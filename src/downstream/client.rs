//! Service-to-service client for the capability services.
//!
//! # Responsibilities
//! - Build `POST /<platform>` requests with the internal token
//! - Relay correlation ID, and for WordPress the session nonce and cookie
//! - Enforce a per-call deadline
//! - Buffer the combined response body, up to `max_response_size`
//!
//! # Design Decisions
//! - No retries; every failure is surfaced to the caller immediately
//! - No cancellation: a call runs to completion or timeout

use axum::body::Body;
use axum::http::{header, HeaderMap, Method, Request, Response, StatusCode};
use bytes::Bytes;
use hyper::body::Incoming;
use hyper_util::{
    client::legacy::{connect::HttpConnector, Client},
    rt::TokioExecutor,
};
use std::time::{Duration, Instant};

use crate::cache::SessionNonce;
use crate::check::{CheckRequest, Platform};
use crate::config::DownstreamConfig;
use crate::http::request::{correlation_id, cookie, session_nonce, CORRELATION_ID, ORCH_TOKEN, WP_NONCE};
use crate::observability::metrics;
use crate::orchestrator::types::{OrchestratorError, OrchestratorResult};

/// Per-request values relayed to the capability service.
#[derive(Debug, Clone, Default)]
pub struct ForwardContext {
    pub correlation_id: String,
    pub nonce: SessionNonce,
    pub cookie: Option<String>,
}

impl ForwardContext {
    pub fn from_headers(headers: &HeaderMap) -> Self {
        Self {
            correlation_id: correlation_id(headers),
            nonce: session_nonce(headers),
            cookie: cookie(headers),
        }
    }
}

/// Buffered answer from a capability service.
#[derive(Debug, Clone)]
pub struct DownstreamResponse {
    pub status: StatusCode,
    pub body: Bytes,
}

/// HTTP client for the `wordpress` and `regular` services.
#[derive(Clone)]
pub struct DownstreamClient {
    client: Client<HttpConnector, Body>,
    wordpress_address: String,
    regular_address: String,
    internal_token: String,
    timeout: Duration,
    max_response_size: usize,
}

impl DownstreamClient {
    pub fn new(config: &DownstreamConfig, internal_token: impl Into<String>) -> Self {
        let client = Client::builder(TokioExecutor::new()).build(HttpConnector::new());
        Self {
            client,
            wordpress_address: config.wordpress_address.clone(),
            regular_address: config.regular_address.clone(),
            internal_token: internal_token.into(),
            timeout: Duration::from_secs(config.timeout_secs),
            max_response_size: config.max_response_size,
        }
    }

    fn address(&self, platform: Platform) -> &str {
        match platform {
            Platform::Wordpress => &self.wordpress_address,
            Platform::Regular => &self.regular_address,
        }
    }

    fn build_request(
        &self,
        platform: Platform,
        body: &CheckRequest,
        ctx: &ForwardContext,
    ) -> OrchestratorResult<Request<Body>> {
        let payload = serde_json::to_vec(body)?;
        let mut builder = Request::builder()
            .method(Method::POST)
            .uri(format!("http://{}/{}", self.address(platform), platform))
            .header(header::CONTENT_TYPE, "application/json")
            .header(ORCH_TOKEN, self.internal_token.as_str())
            .header(CORRELATION_ID, ctx.correlation_id.as_str());

        if platform == Platform::Wordpress {
            builder = builder.header(WP_NONCE, ctx.nonce.as_str());
            if let Some(cookie) = &ctx.cookie {
                builder = builder.header(header::COOKIE, cookie.as_str());
            }
        }

        builder
            .body(Body::from(payload))
            .map_err(|e| OrchestratorError::DownstreamError {
                platform,
                reason: e.to_string(),
            })
    }

    async fn read_body(
        &self,
        platform: Platform,
        response: Response<Incoming>,
    ) -> OrchestratorResult<DownstreamResponse> {
        let (parts, body) = response.into_parts();
        let body = axum::body::to_bytes(Body::new(body), self.max_response_size)
            .await
            .map_err(|e| OrchestratorError::DownstreamError {
                platform,
                reason: e.to_string(),
            })?;
        Ok(DownstreamResponse {
            status: parts.status,
            body,
        })
    }

    /// Send `body` to the `platform` service and buffer its answer.
    pub async fn forward(
        &self,
        platform: Platform,
        body: &CheckRequest,
        ctx: &ForwardContext,
    ) -> OrchestratorResult<DownstreamResponse> {
        let start = Instant::now();
        let request = self.build_request(platform, body, ctx)?;

        let exchange = async {
            let response = self.client.request(request).await.map_err(|e| {
                OrchestratorError::DownstreamUnreachable {
                    platform,
                    reason: e.to_string(),
                }
            })?;
            self.read_body(platform, response).await
        };

        let result = match tokio::time::timeout(self.timeout, exchange).await {
            Ok(result) => result,
            Err(_) => Err(OrchestratorError::DownstreamTimeout {
                platform,
                secs: self.timeout.as_secs(),
            }),
        };

        let outcome = match &result {
            Ok(r) if r.status.is_success() => "ok",
            Ok(_) => "status",
            Err(OrchestratorError::DownstreamTimeout { .. }) => "timeout",
            Err(_) => "error",
        };
        metrics::record_downstream(platform.as_str(), outcome, start);

        match &result {
            Ok(r) => tracing::debug!(
                platform = %platform,
                status = %r.status,
                bytes = r.body.len(),
                elapsed_ms = start.elapsed().as_millis() as u64,
                "Downstream response received"
            ),
            Err(e) => tracing::error!(platform = %platform, error = %e, "Downstream request failed"),
        }
        result
    }
}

● **Requirement**
In full and word for word, output the entries.

● **Task output**
filename src/downstream/client.rs
//! Service-to-service client for the capability services.
//!
//! # Responsibilities
//! - Build `POST /<platform>` requests with the internal token
//! - Relay correlation ID, and for WordPress the session nonce and cookie
//! - Enforce a per-call deadline
//! - Buffer the combined response body, up to `max_response_size`
//!
//! # Design Decisions
//! - No retries; every failure is surfaced to the caller immediately
//! - No cancellation: a call runs to completion or timeout

use axum::body::Body;
use axum::http::{header, HeaderMap, Method, Request, Response, StatusCode};
use bytes::Bytes;
use hyper::body::Incoming;
use hyper_util::{
    client::legacy::{connect::HttpConnector, Client},
    rt::TokioExecutor,
};
use std::time::{Duration, Instant};

use crate::cache::SessionNonce;
use crate::check::{CheckRequest, Platform};
use crate::config::DownstreamConfig;
use crate::http::request::{correlation_id, cookie, session_nonce, CORRELATION_ID, ORCH_TOKEN, WP_NONCE};
use crate::observability::metrics;
use crate::orchestrator::types::{OrchestratorError, OrchestratorResult};

/// Per-request values relayed to the capability service.
#[derive(Debug, Clone, Default)]
pub struct ForwardContext {
    pub correlation_id: String,
    pub nonce: SessionNonce,
    pub cookie: Option<String>,
}

impl ForwardContext {
    pub fn from_headers(headers: &HeaderMap) -> Self {
        Self {
            correlation_id: correlation_id(headers),
            nonce: session_nonce(headers),
            cookie: cookie(headers),
        }
    }
}

/// Buffered answer from a capability service.
#[derive(Debug, Clone)]
pub struct DownstreamResponse {
    pub status: StatusCode,
    pub body: Bytes,
}

/// HTTP client for the `wordpress` and `regular` services.
#[derive(Clone)]
pub struct DownstreamClient {
    client: Client<HttpConnector, Body>,
    wordpress_address: String,
    regular_address: String,
    internal_token: String,
    timeout: Duration,
    max_response_size: usize,
}

impl DownstreamClient {
    pub fn new(config: &DownstreamConfig, internal_token: impl Into<String>) -> Self {
        let client = Client::builder(TokioExecutor::new()).build(HttpConnector::new());
        Self {
            client,
            wordpress_address: config.wordpress_address.clone(),
            regular_address: config.regular_address.clone(),
            internal_token: internal_token.into(),
            timeout: Duration::from_secs(config.timeout_secs),
            max_response_size: config.max_response_size,
        }
    }

    fn address(&self, platform: Platform) -> &str {
        match platform {
            Platform::Wordpress => &self.wordpress_address,
            Platform::Regular => &self.regular_address,
        }
    }

    fn build_request(
        &self,
        platform: Platform,
        body: &CheckRequest,
        ctx: &ForwardContext,
    ) -> OrchestratorResult<Request<Body>> {
        let payload = serde_json::to_vec(body)?;
        let mut builder = Request::builder()
            .method(Method::POST)
            .uri(format!("http://{}/{}", self.address(platform), platform))
            .header(header::CONTENT_TYPE, "application/json")
            .header(ORCH_TOKEN, self.internal_token.as_str())
            .header(CORRELATION_ID, ctx.correlation_id.as_str());

        if platform == Platform::Wordpress {
            builder = builder.header(WP_NONCE, ctx.nonce.as_str());
            if let Some(cookie) = &ctx.cookie {
                builder = builder.header(header::COOKIE, cookie.as_str());
            }
        }

        builder
            .body(Body::from(payload))
            .map_err(|e| OrchestratorError::DownstreamError {
                platform,
                reason: e.to_string(),
            })
    }

    async fn read_body(
        &self,
        platform: Platform,
        response: Response<Incoming>,
    ) -> OrchestratorResult<DownstreamResponse> {
        let (parts, body) = response.into_parts();
        let body = axum::body::to_bytes(Body::new(body), self.max_response_size)
            .await
            .map_err(|e| OrchestratorError::DownstreamError {
                platform,
                reason: e.to_string(),
            })?;
        Ok(DownstreamResponse {
            status: parts.status,
            body,
        })
    }

    /// Send `body` to the `platform` service and buffer its answer.
    pub async fn forward(
        &self,
        platform: Platform,
        body: &CheckRequest,
        ctx: &ForwardContext,
    ) -> OrchestratorResult<DownstreamResponse> {
        let start = Instant::now();
        let request = self.build_request(platform, body, ctx)?;

        let exchange = async {
            let response = self.client.request(request).await.map_err(|e| {
                OrchestratorError::DownstreamUnreachable {
                    platform,
                    reason: e.to_string(),
                }
            })?;
            self.read_body(platform, response).await
        };

        let result = match tokio::time::timeout(self.timeout, exchange).await {
            Ok(result) => result,
            Err(_) => Err(OrchestratorError::DownstreamTimeout {
                platform,
                secs: self.timeout.as_secs(),
            }),
        };

        let outcome = match &result {
            Ok(r) if r.status.is_success() => "ok",
            Ok(_) => "status",
            Err(OrchestratorError::DownstreamTimeout { .. }) => "timeout",
            Err(_) => "error",
        };
        metrics::record_downstream(platform.as_str(), outcome, start);

        match &result {
            Ok(r) => tracing::debug!(
                platform = %platform,
                status = %r.status,
                bytes = r.body.len(),
                elapsed_ms = start.elapsed().as_millis() as u64,
                "Downstream response received"
            ),
            Err(e) => tracing::error!(platform = %platform, error = %e, "Downstream request failed"),
        }
        result
    }
}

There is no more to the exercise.